• [WHAT IS BEING ASKED]
Count the lines containing "were" in the entries underneath, and state that count without anything else.
************
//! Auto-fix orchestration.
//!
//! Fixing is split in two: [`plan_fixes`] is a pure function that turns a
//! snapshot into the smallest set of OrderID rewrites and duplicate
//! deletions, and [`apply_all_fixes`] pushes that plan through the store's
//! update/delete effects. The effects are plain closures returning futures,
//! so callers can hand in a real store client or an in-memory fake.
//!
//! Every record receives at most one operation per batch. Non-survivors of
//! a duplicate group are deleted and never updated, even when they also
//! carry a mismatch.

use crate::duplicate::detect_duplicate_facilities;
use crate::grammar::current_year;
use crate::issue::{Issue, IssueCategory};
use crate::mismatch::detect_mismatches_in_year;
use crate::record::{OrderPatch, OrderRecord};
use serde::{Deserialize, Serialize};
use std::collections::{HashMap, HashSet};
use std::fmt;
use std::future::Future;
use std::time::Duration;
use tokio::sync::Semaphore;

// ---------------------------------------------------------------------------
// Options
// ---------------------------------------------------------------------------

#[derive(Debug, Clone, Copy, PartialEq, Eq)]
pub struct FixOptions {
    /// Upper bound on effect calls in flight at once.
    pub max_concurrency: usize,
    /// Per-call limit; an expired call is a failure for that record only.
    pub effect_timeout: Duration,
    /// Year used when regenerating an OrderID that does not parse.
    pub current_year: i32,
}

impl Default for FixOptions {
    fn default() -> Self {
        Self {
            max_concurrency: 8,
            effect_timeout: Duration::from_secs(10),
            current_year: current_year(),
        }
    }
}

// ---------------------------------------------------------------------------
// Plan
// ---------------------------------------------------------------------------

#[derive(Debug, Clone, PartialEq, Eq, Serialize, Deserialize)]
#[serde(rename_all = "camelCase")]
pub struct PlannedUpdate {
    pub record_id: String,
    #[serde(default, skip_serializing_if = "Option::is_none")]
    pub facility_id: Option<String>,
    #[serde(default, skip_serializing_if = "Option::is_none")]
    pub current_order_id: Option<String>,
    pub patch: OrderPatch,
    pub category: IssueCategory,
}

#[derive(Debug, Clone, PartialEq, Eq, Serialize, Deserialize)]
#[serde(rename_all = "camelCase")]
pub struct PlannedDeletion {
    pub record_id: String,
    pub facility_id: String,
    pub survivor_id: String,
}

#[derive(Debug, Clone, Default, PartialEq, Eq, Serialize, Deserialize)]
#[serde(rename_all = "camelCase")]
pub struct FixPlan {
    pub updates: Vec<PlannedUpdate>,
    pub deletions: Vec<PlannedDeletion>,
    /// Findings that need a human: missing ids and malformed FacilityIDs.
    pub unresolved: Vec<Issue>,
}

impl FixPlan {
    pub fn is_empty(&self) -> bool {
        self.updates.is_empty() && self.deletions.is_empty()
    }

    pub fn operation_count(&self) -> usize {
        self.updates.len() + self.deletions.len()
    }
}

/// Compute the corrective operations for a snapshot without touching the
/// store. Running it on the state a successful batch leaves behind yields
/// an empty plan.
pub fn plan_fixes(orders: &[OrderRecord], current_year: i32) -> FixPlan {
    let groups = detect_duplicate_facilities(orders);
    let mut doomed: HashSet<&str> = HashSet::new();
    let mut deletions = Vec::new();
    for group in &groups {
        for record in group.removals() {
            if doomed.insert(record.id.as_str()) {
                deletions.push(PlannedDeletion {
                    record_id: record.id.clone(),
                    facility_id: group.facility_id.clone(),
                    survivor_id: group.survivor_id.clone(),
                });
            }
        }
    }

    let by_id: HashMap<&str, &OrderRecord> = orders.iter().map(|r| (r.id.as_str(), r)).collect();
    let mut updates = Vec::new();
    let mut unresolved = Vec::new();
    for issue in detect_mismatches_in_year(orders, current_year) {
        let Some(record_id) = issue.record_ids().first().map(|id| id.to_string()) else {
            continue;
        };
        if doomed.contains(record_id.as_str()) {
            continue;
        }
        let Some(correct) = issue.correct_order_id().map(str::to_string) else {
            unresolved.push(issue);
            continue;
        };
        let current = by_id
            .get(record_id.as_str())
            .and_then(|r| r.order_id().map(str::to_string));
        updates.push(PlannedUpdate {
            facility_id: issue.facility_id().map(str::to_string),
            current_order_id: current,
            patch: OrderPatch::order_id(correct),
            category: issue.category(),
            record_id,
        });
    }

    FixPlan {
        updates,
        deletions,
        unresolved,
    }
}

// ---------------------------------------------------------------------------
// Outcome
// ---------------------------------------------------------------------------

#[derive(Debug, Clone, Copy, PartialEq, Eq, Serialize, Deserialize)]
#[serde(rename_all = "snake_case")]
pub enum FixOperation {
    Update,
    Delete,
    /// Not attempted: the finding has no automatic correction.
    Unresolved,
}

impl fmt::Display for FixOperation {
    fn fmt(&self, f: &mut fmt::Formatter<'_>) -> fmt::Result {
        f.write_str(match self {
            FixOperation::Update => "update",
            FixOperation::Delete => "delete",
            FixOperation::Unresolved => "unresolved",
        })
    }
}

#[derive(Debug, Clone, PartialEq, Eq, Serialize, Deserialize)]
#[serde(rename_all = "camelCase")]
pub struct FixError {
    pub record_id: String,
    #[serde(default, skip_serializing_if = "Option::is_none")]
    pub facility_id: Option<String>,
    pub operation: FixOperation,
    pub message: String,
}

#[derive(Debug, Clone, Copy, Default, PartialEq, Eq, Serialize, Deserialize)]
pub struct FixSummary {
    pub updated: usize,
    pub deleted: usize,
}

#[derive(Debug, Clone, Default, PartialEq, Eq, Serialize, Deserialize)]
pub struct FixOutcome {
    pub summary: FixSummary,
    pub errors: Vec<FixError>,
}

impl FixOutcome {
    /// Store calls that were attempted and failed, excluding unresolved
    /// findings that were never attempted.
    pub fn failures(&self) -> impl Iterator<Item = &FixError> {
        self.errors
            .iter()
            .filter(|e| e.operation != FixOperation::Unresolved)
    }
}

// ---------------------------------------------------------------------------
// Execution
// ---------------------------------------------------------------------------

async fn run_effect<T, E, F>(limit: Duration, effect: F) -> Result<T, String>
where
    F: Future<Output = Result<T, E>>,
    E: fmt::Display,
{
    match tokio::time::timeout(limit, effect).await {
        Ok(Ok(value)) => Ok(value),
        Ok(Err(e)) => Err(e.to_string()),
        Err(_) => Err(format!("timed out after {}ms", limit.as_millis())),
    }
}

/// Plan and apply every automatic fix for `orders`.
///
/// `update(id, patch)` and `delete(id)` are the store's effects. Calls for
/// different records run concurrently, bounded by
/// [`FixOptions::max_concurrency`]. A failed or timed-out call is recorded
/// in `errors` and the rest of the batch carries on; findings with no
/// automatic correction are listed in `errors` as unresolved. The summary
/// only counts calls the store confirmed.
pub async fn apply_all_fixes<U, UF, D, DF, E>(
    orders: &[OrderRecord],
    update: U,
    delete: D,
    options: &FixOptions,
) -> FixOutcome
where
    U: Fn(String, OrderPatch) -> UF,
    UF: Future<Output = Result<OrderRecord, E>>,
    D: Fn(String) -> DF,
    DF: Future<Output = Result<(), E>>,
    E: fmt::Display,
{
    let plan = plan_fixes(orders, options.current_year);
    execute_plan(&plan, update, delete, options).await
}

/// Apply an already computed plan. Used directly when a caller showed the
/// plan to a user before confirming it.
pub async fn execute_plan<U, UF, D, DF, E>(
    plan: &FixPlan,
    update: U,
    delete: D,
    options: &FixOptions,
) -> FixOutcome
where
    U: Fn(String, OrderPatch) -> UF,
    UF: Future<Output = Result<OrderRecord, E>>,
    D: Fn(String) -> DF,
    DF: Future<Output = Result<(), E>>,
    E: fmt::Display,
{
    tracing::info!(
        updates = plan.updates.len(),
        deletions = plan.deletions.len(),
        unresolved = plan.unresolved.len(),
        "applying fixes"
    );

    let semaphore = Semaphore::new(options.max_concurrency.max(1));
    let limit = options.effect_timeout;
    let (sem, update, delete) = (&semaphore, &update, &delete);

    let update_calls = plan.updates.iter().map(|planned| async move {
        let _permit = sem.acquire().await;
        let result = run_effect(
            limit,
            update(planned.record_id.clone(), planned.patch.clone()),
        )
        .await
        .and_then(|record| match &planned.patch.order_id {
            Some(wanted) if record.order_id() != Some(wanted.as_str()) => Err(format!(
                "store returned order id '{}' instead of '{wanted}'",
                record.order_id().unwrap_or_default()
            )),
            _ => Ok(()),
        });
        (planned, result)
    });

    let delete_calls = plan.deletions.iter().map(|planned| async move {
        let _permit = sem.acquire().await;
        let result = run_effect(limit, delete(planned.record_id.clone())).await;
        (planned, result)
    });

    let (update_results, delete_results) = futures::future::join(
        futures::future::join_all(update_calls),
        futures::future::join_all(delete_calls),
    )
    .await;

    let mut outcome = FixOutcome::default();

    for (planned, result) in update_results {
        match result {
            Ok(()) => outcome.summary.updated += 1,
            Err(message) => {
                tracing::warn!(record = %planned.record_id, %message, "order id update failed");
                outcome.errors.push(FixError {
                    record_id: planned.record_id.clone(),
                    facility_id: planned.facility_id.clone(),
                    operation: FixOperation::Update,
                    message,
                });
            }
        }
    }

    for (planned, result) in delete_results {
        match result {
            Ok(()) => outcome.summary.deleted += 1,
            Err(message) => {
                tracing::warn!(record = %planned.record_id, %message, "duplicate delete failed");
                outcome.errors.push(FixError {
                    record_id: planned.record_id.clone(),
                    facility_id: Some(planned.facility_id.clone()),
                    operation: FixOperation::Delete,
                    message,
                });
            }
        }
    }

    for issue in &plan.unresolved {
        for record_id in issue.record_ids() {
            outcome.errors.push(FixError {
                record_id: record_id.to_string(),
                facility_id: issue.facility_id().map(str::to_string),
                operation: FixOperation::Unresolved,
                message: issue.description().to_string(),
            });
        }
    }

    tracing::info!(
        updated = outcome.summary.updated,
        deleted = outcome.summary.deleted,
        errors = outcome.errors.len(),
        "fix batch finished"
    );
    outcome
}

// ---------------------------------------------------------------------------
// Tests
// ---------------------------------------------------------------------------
************
• [ANSWER FOR THE TASK]
2